Suppression of thyroid profile during roxadustat treatment in chronic kidney disease patients.

Renal anaemia is a common complication of chronic kidney disease (CKD) and the severity of anaemia increases with the deterioration of renal function [1]. Anaemia is known to be associated with increased morbidity and mortality of cardiovascular disease [2]. Roxadustat is a new oral prolyl hydroxylase domain (PHD) protein inhibitor that is extensively used for the treatment of anaemia in CKD patients [3–7]. The most common side effects reported in clinical trials are high blood pressure, myocardial infarction, heart failure, infections and thrombosis.

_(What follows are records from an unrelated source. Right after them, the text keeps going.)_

//! Query identity: a stable token per (prefix, filter) shape.
//!
//! The token is the CRC-32 (IEEE) of `prefix + filter`, rendered as an unsigned
//! decimal. Identities already recorded by hosts use this exact rendering, so it
//! must not change.

use serde::{Deserialize, Serialize};
use std::fmt;

use crate::QuerySpec;

#[derive(Debug, Clone, PartialEq, Eq, Hash, Serialize, Deserialize)]
pub struct QueryIdentity(String);

impl QueryIdentity {
    /// Derive the identity for a query. Fields are concatenated without a
    /// separator, so ("ab", "c") and ("a", "bc") share an identity.
    pub fn derive(spec: &QuerySpec) -> Self {
        let mut key = String::with_capacity(spec.prefix.len() + spec.filter.len());
        key.push_str(&spec.prefix);
        key.push_str(&spec.filter);
        Self(crc32fast::hash(key.as_bytes()).to_string())
    }

    pub fn as_str(&self) -> &str {
        &self.0
    }
}

impl fmt::Display for QueryIdentity {
    fn fmt(&self, f: &mut fmt::Formatter<'_>) -> fmt::Result {
        f.write_str(&self.0)
    }
}
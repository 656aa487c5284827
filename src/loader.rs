// SPDX-License-Identifier: GPL-3.0-or-later
// Copyright 2026 Tobias Sarnowski

//! Constant pool loader.
//!
//! Parses the prelude that precedes a bytecode buffer's code stream: a
//! one-byte count followed by that many tagged records. INT and NUM records
//! carry their bytes little-endian; STR records carry a one-byte length
//! followed by that many UTF-8 bytes, allocated onto the heap as they load.

#[cfg(test)]
mod loader_test;

use crate::error::VmError;
use crate::heap::Heap;
use crate::value::Value;

const TAG_INT: u8 = 0;
const TAG_NUM: u8 = 1;
const TAG_STR: u8 = 2;

/// The result of loading a bytecode buffer's constant pool prelude.
#[derive(Debug)]
pub struct LoadedConstants {
    /// The constant pool, in declaration order.
    pub constants: Vec<Value>,
    /// Byte offset of the first instruction, immediately after the prelude.
    pub code_start: usize,
}

/// Parse the constant pool prelude at the start of `bytes`, allocating any
/// STR records onto `heap`.
///
/// # Errors
///
/// Returns `VmError::TruncatedBytecode` if `bytes` ends before a full record
/// is read, `VmError::UnknownConstantTag` for an unrecognized tag byte, and
/// `VmError::InvalidConstantUtf8` if a STR record's bytes aren't valid UTF-8.
pub fn load_constants(bytes: &[u8], heap: &mut Heap) -> Result<LoadedConstants, VmError> {
    let mut cursor = 0usize;

    let count = *bytes
        .first()
        .ok_or(VmError::TruncatedBytecode("missing constant count"))?;
    cursor += 1;

    let mut constants = Vec::with_capacity(count as usize);
    for _ in 0..count {
        let tag = *bytes
            .get(cursor)
            .ok_or(VmError::TruncatedBytecode("missing constant tag"))?;
        cursor += 1;

        let value = match tag {
            TAG_INT => {
                let raw = take::<4>(bytes, &mut cursor, "truncated INT constant")?;
                Value::int(i32::from_le_bytes(raw))
            }
            TAG_NUM => {
                let raw = take::<8>(bytes, &mut cursor, "truncated NUM constant")?;
                Value::num(f64::from_le_bytes(raw))
            }
            TAG_STR => {
                let len = *bytes
                    .get(cursor)
                    .ok_or(VmError::TruncatedBytecode("missing STR constant length"))?;
                cursor += 1;
                let end = cursor + len as usize;
                let raw = bytes
                    .get(cursor..end)
                    .ok_or(VmError::TruncatedBytecode("truncated STR constant"))?;
                let text = std::str::from_utf8(raw)
                    .map_err(|_| VmError::InvalidConstantUtf8)?
                    .to_string();
                cursor = end;
                Value::obj(heap.alloc_string(text))
            }
            other => return Err(VmError::UnknownConstantTag(other)),
        };
        constants.push(value);
    }

    Ok(LoadedConstants {
        constants,
        code_start: cursor,
    })
}

fn take<const N: usize>(
    bytes: &[u8],
    cursor: &mut usize,
    msg: &'static str,
) -> Result<[u8; N], VmError> {
    let end = *cursor + N;
    let slice = bytes.get(*cursor..end).ok_or(VmError::TruncatedBytecode(msg))?;
    *cursor = end;
    let mut out = [0u8; N];
    out.copy_from_slice(slice);
    Ok(out)
}
// SPDX-License-Identifier: GPL-3.0-or-later
// Copyright 2026 Tobias Sarnowski

#![allow(clippy::unwrap_used, clippy::expect_used)]

use super::stringify;
use crate::heap::Heap;
use crate::value::Value;

fn text(value: &Value, heap: &mut Heap) -> String {
    match stringify(value, heap) {
        Value::Obj(obj) => obj.as_str().expect("stringify always yields a string").to_string(),
        other => panic!("stringify returned a non-string value: {other:?}"),
    }
}

#[test]
fn nil_renders_as_nil() {
    let mut heap = Heap::new();
    assert_eq!(text(&Value::Nil, &mut heap), "nil");
}

#[test]
fn bools_render_as_true_false() {
    let mut heap = Heap::new();
    assert_eq!(text(&Value::Bool(true), &mut heap), "true");
    assert_eq!(text(&Value::Bool(false), &mut heap), "false");
}

#[test]
fn ints_render_as_decimal() {
    let mut heap = Heap::new();
    assert_eq!(text(&Value::Int(-7), &mut heap), "-7");
    assert_eq!(text(&Value::Int(0), &mut heap), "0");
}

#[test]
fn nums_trim_trailing_zeros() {
    let mut heap = Heap::new();
    assert_eq!(text(&Value::Num(1.0), &mut heap), "1");
    assert_eq!(text(&Value::Num(1.5), &mut heap), "1.5");
    assert_eq!(text(&Value::Num(0.1), &mut heap), "0.1");
}

#[test]
fn nums_keep_up_to_seven_decimals() {
    let mut heap = Heap::new();
    assert_eq!(text(&Value::Num(1.0 / 3.0), &mut heap), "0.3333333");
}

#[test]
fn string_object_stringifies_to_identity() {
    let mut heap = Heap::new();
    let s = Value::Obj(heap.alloc_string("hello".to_string()));
    let before = heap.len();
    let result = stringify(&s, &mut heap);
    assert_eq!(heap.len(), before, "stringifying a string must not allocate");
    assert_eq!(result, s);
}

#[test]
fn non_string_objects_render_as_type_tag() {
    let mut heap = Heap::new();
    let st = Value::Obj(heap.alloc_struct(vec![Value::Nil]));
    assert_eq!(text(&st, &mut heap), "<struct>");

    let up = Value::Obj(heap.alloc_upvalue(0));
    assert_eq!(text(&up, &mut heap), "<upvalue>");
}

#[test]
fn ip_and_fp_render_as_type_tag() {
    let mut heap = Heap::new();
    assert_eq!(text(&Value::Ip(3), &mut heap), "<ip>");
    assert_eq!(text(&Value::Fp(3), &mut heap), "<fp>");
}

So far, only two case reports of Roxadustat-induced suppression of thyrotropin secretion in haemodialysis (HD) patients with comorbidity of primary hypothyroidism have been described [8, 9]. Moreover, low thyroid hormones in patients with CKD have been related to a higher risk of cardiovascular disease and all-cause mortality [10–14]. However, whether suppression of the thyroid profile is caused by roxadustat treatment itself remains unclear. Our objective was to evaluate the effects of roxadustat/erythropoietin (EPO) on thyroid stimulating hormone (TSH) and thyroid hormone levels in CKD patients without primary hypothyroidism.